#### Task to complete
Each entry below has to be written out again without any change.

#### Items from a dataset
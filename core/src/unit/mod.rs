//! Routines and compiled units: the artifacts the backend produces.


use core::fmt;

use ecow::EcoString;
use hashbrown::HashSet;
use serde::{Deserialize, Serialize};

use crate::keys::FrozenKeys;
use crate::ops::{self, Label, Operation};

#[derive(Debug, Copy, Clone, PartialEq, Eq, Serialize, Deserialize)]
pub enum RoutineKind {
    Static,
    /// Slot 0 holds the receiver.
    Instance,
}

#[derive(Debug, Copy, Clone, PartialEq, Eq, Serialize, Deserialize)]
pub enum ReturnKind {
    Void,
    Value,
    /// A flow-control signal (split segments).
    Signal,
}

/// Where a routine came from.
#[derive(Debug, Clone, PartialEq, Eq, Serialize, Deserialize)]
pub enum Origin {
    /// Entry point of a script or pseudo-constructor of a class.
    Body,
    Function,
    Closure,
    Lambda,
    /// Default-value expression of a declared argument.
    Default,
    KeyInit,
    Segment { parent: EcoString },
}

/// Protected range `[start, end)` whose exceptions transfer to `handler` with
/// the thrown value as the only stack entry.
#[derive(Debug, Copy, Clone, PartialEq, Eq, Serialize, Deserialize)]
pub struct TryCatch {
    pub start: Label,
    pub end: Label,
    pub handler: Label,
}

impl TryCatch {
    pub fn labels(&self) -> [Label; 3] {
        [self.start, self.end, self.handler]
    }
}

/// One independently callable routine.
///
/// Calling convention: a static routine receives `params` arguments in slots
/// `0..params`; an instance routine receives the receiver in slot 0 and its
/// arguments after it, `params` counting the receiver.
#[derive(Debug, Clone, PartialEq, Serialize, Deserialize)]
pub struct Routine {
    pub name: EcoString,
    pub kind: RoutineKind,
    pub params: u16,
    pub returns: ReturnKind,
    pub body: Vec<Operation>,
    pub try_catches: Vec<TryCatch>,
    pub max_locals: u16,
    pub max_stack: u16,
    pub origin: Origin,
}

impl Routine {
    pub fn estimated_size(&self) -> usize {
        ops::estimate(&self.body)
    }

    /// Labels defined by a `Label` operation in the body.
    pub fn defined_labels(&self) -> HashSet<Label> {
        self.body
            .iter()
            .filter_map(|op| match op {
                Operation::Label(l) => Some(*l),
                _ => None,
            })
            .collect()
    }
}

impl fmt::Display for Routine {
    fn fmt(&self, f: &mut fmt::Formatter<'_>) -> fmt::Result {
        let kind = match self.kind {
            RoutineKind::Static => "static",
            RoutineKind::Instance => "instance",
        };
        writeln!(
            f,
            "{kind} {}({}) -> {:?}  [locals {}, stack {}, size {}]",
            self.name,
            self.params,
            self.returns,
            self.max_locals,
            self.max_stack,
            self.estimated_size()
        )?;
        for entry in &self.try_catches {
            writeln!(f, "  try {} .. {} catch {}", entry.start, entry.end, entry.handler)?;
        }
        for (addr, op) in self.body.iter().enumerate() {
            match op {
                Operation::Label(_) => writeln!(f, "  {op}")?,
                _ => writeln!(f, "    {addr:4}  {op}")?,
            }
        }
        Ok(())
    }
}

#[derive(Debug, Copy, Clone, PartialEq, Eq, Serialize, Deserialize)]
pub enum UnitKind {
    Script,
    Class,
}

#[derive(Debug, Clone, PartialEq, Serialize, Deserialize)]
pub struct UnitMetadata {
    pub kind: UnitKind,
    /// Routine that runs the unit body (`_invoke` or `_pseudo_constructor`).
    pub entry: EcoString,
    /// Routines that were split, with the names of their segments.
    pub splits: Vec<(EcoString, Vec<EcoString>)>,
}

/// Finalized output of compiling one fully-qualified source entity.
#[derive(Debug, Clone, PartialEq, Serialize, Deserialize)]
pub struct CompiledUnit {
    pub name: EcoString,
    pub routines: Vec<Routine>,
    pub keys: FrozenKeys,
    pub metadata: UnitMetadata,
}

impl CompiledUnit {
    pub fn routine(&self, name: &str) -> Option<&Routine> {
        self.routines.iter().find(|r| r.name == name)
    }

    pub fn entry(&self) -> Option<&Routine> {
        self.routine(&self.metadata.entry)
    }

    /// Encode to bytes.
    pub fn encode(&self) -> Result<Vec<u8>, postcard::Error> {
        postcard::to_allocvec(self)
    }

    pub fn decode(bytes: &[u8]) -> Result<Self, postcard::Error> {
        postcard::from_bytes(bytes)
    }
}

impl fmt::Display for CompiledUnit {
    fn fmt(&self, f: &mut fmt::Formatter<'_>) -> fmt::Result {
        writeln!(f, "unit {} ({:?}, {} keys)", self.name, self.metadata.kind, self.keys.len())?;
        for routine in &self.routines {
            writeln!(f)?;
            write!(f, "{routine}")?;
        }
        Ok(())
    }
}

#### Task answer
filename core/src/unit/mod.rs
//! Routines and compiled units: the artifacts the backend produces.


use core::fmt;

use ecow::EcoString;
use hashbrown::HashSet;
use serde::{Deserialize, Serialize};

use crate::keys::FrozenKeys;
use crate::ops::{self, Label, Operation};

#[derive(Debug, Copy, Clone, PartialEq, Eq, Serialize, Deserialize)]
pub enum RoutineKind {
    Static,
    /// Slot 0 holds the receiver.
    Instance,
}

#[derive(Debug, Copy, Clone, PartialEq, Eq, Serialize, Deserialize)]
pub enum ReturnKind {
    Void,
    Value,
    /// A flow-control signal (split segments).
    Signal,
}

/// Where a routine came from.
#[derive(Debug, Clone, PartialEq, Eq, Serialize, Deserialize)]
pub enum Origin {
    /// Entry point of a script or pseudo-constructor of a class.
    Body,
    Function,
    Closure,
    Lambda,
    /// Default-value expression of a declared argument.
    Default,
    KeyInit,
    Segment { parent: EcoString },
}

/// Protected range `[start, end)` whose exceptions transfer to `handler` with
/// the thrown value as the only stack entry.
#[derive(Debug, Copy, Clone, PartialEq, Eq, Serialize, Deserialize)]
pub struct TryCatch {
    pub start: Label,
    pub end: Label,
    pub handler: Label,
}

impl TryCatch {
    pub fn labels(&self) -> [Label; 3] {
        [self.start, self.end, self.handler]
    }
}

/// One independently callable routine.
///
/// Calling convention: a static routine receives `params` arguments in slots
/// `0..params`; an instance routine receives the receiver in slot 0 and its
/// arguments after it, `params` counting the receiver.
#[derive(Debug, Clone, PartialEq, Serialize, Deserialize)]
pub struct Routine {
    pub name: EcoString,
    pub kind: RoutineKind,
    pub params: u16,
    pub returns: ReturnKind,
    pub body: Vec<Operation>,
    pub try_catches: Vec<TryCatch>,
    pub max_locals: u16,
    pub max_stack: u16,
    pub origin: Origin,
}

impl Routine {
    pub fn estimated_size(&self) -> usize {
        ops::estimate(&self.body)
    }

    /// Labels defined by a `Label` operation in the body.
    pub fn defined_labels(&self) -> HashSet<Label> {
        self.body
            .iter()
            .filter_map(|op| match op {
                Operation::Label(l) => Some(*l),
                _ => None,
            })
            .collect()
    }
}

impl fmt::Display for Routine {
    fn fmt(&self, f: &mut fmt::Formatter<'_>) -> fmt::Result {
        let kind = match self.kind {
            RoutineKind::Static => "static",
            RoutineKind::Instance => "instance",
        };
        writeln!(
            f,
            "{kind} {}({}) -> {:?}  [locals {}, stack {}, size {}]",
            self.name,
            self.params,
            self.returns,
            self.max_locals,
            self.max_stack,
            self.estimated_size()
        )?;
        for entry in &self.try_catches {
            writeln!(f, "  try {} .. {} catch {}", entry.start, entry.end, entry.handler)?;
        }
        for (addr, op) in self.body.iter().enumerate() {
            match op {
                Operation::Label(_) => writeln!(f, "  {op}")?,
                _ => writeln!(f, "    {addr:4}  {op}")?,
            }
        }
        Ok(())
    }
}

#[derive(Debug, Copy, Clone, PartialEq, Eq, Serialize, Deserialize)]
pub enum UnitKind {
    Script,
    Class,
}

#[derive(Debug, Clone, PartialEq, Serialize, Deserialize)]
pub struct UnitMetadata {
    pub kind: UnitKind,
    /// Routine that runs the unit body (`_invoke` or `_pseudo_constructor`).
    pub entry: EcoString,
    /// Routines that were split, with the names of their segments.
    pub splits: Vec<(EcoString, Vec<EcoString>)>,
}

/// Finalized output of compiling one fully-qualified source entity.
#[derive(Debug, Clone, PartialEq, Serialize, Deserialize)]
pub struct CompiledUnit {
    pub name: EcoString,
    pub routines: Vec<Routine>,
    pub keys: FrozenKeys,
    pub metadata: UnitMetadata,
}

impl CompiledUnit {
    pub fn routine(&self, name: &str) -> Option<&Routine> {
        self.routines.iter().find(|r| r.name == name)
    }

    pub fn entry(&self) -> Option<&Routine> {
        self.routine(&self.metadata.entry)
    }

    /// Encode to bytes.
    pub fn encode(&self) -> Result<Vec<u8>, postcard::Error> {
        postcard::to_allocvec(self)
    }

    pub fn decode(bytes: &[u8]) -> Result<Self, postcard::Error> {
        postcard::from_bytes(bytes)
    }
}

impl fmt::Display for CompiledUnit {
    fn fmt(&self, f: &mut fmt::Formatter<'_>) -> fmt::Result {
        writeln!(f, "unit {} ({:?}, {} keys)", self.name, self.metadata.kind, self.keys.len())?;
        for routine in &self.routines {
            writeln!(f)?;
            write!(f, "{routine}")?;
        }
        Ok(())
    }
}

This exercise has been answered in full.